▶ What is needed:
In the records below, find each line containing the word "const" and copy it.
=== Entries shown ===
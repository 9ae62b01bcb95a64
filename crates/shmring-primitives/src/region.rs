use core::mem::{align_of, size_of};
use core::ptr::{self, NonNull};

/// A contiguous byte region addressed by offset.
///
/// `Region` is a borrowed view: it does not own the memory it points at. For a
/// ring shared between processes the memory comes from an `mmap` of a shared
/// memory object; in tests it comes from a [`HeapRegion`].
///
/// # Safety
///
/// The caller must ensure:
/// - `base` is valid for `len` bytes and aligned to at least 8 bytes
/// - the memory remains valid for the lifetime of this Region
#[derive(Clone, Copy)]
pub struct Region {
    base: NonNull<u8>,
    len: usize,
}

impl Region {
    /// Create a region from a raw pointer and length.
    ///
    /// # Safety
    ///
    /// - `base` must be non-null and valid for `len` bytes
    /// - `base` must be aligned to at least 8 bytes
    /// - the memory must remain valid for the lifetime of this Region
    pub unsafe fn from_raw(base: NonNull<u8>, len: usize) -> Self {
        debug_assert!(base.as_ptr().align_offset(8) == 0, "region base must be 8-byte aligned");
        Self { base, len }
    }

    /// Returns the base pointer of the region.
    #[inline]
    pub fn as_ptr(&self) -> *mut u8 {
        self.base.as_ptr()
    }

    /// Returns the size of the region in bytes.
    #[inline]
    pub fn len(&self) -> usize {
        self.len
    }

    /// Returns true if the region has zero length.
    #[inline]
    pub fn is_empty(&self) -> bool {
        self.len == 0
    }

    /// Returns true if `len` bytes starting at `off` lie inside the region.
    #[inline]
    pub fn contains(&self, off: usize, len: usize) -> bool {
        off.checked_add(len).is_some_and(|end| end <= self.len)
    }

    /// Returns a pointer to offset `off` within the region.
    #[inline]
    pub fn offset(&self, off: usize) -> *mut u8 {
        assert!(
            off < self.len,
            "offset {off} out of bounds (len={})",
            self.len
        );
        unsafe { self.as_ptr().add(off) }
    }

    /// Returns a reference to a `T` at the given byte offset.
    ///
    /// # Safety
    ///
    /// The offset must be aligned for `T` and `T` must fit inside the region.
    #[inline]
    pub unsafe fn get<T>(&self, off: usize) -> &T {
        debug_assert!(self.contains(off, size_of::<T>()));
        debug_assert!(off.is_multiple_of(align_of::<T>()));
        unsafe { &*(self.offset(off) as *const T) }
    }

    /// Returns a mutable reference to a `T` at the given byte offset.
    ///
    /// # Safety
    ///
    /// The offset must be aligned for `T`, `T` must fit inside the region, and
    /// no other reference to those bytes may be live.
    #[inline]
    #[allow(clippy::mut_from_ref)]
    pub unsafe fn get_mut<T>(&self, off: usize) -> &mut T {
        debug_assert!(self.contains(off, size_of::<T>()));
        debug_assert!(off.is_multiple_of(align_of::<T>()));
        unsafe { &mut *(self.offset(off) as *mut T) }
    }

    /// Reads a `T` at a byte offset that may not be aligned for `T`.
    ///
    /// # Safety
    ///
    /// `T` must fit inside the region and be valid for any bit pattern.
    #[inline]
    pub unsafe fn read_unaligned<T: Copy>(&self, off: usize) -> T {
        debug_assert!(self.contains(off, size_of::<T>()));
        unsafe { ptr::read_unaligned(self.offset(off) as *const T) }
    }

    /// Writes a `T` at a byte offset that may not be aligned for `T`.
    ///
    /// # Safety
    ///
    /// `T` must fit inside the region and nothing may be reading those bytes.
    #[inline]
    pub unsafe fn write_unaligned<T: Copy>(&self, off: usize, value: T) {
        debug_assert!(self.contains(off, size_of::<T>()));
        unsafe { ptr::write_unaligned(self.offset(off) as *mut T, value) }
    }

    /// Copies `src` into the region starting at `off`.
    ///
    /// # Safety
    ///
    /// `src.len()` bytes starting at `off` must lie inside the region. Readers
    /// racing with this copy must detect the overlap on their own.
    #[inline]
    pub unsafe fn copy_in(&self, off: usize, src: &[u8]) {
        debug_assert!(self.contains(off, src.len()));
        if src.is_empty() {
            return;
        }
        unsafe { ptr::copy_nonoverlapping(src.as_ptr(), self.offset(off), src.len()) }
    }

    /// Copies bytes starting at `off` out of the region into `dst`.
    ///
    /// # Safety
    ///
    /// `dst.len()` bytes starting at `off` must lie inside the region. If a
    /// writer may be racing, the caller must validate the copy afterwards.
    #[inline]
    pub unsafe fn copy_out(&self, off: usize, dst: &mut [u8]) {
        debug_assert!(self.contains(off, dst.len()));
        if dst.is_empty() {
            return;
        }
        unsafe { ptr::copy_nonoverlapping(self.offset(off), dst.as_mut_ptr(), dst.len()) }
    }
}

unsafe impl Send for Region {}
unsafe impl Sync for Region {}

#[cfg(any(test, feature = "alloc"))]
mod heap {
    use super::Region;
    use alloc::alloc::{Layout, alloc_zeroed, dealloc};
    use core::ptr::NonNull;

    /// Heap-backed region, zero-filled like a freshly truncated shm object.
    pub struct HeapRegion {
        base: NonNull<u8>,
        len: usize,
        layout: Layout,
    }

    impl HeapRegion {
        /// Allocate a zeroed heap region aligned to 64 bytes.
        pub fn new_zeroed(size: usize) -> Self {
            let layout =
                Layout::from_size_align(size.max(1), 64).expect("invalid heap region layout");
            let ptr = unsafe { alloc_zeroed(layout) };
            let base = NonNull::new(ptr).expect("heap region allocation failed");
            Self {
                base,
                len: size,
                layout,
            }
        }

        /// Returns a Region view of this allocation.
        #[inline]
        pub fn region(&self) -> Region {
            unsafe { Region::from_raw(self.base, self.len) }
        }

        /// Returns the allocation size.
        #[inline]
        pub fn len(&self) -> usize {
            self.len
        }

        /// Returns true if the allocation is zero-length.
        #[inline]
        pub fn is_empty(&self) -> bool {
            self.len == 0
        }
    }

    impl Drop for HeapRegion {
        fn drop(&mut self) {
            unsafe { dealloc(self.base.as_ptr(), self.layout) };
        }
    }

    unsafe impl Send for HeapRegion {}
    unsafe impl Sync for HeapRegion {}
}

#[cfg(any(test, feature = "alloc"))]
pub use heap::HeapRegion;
===
=== Entries shown ===
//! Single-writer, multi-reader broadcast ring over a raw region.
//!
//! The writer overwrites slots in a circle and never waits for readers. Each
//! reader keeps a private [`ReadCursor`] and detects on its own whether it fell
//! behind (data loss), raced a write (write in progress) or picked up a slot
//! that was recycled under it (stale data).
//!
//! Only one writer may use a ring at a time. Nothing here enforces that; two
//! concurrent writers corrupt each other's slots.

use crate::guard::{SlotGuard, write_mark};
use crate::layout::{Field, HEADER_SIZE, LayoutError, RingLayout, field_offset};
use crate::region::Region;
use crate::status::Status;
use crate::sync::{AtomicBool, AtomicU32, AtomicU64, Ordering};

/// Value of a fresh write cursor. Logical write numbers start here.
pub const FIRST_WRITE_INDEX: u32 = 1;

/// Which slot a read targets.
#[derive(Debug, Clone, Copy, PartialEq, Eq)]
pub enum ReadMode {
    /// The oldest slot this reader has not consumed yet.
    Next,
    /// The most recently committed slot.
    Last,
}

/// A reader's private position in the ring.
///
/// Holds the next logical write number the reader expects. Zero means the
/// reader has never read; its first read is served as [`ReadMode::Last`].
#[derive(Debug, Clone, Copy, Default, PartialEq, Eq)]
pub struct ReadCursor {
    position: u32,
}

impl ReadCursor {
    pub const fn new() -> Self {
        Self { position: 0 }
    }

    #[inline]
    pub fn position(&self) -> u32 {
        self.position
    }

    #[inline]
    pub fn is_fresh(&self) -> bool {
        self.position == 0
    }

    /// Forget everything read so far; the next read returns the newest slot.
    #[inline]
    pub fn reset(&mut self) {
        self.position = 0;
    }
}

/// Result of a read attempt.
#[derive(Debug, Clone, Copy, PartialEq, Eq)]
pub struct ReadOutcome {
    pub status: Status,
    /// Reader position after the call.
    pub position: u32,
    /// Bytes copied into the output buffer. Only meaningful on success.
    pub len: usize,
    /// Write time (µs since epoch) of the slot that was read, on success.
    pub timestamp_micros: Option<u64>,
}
===
▶ Written answer:
        unsafe { &*(self.offset(off) as *const T) }
        unsafe { ptr::read_unaligned(self.offset(off) as *const T) }
pub const FIRST_WRITE_INDEX: u32 = 1;
    pub const fn new() -> Self {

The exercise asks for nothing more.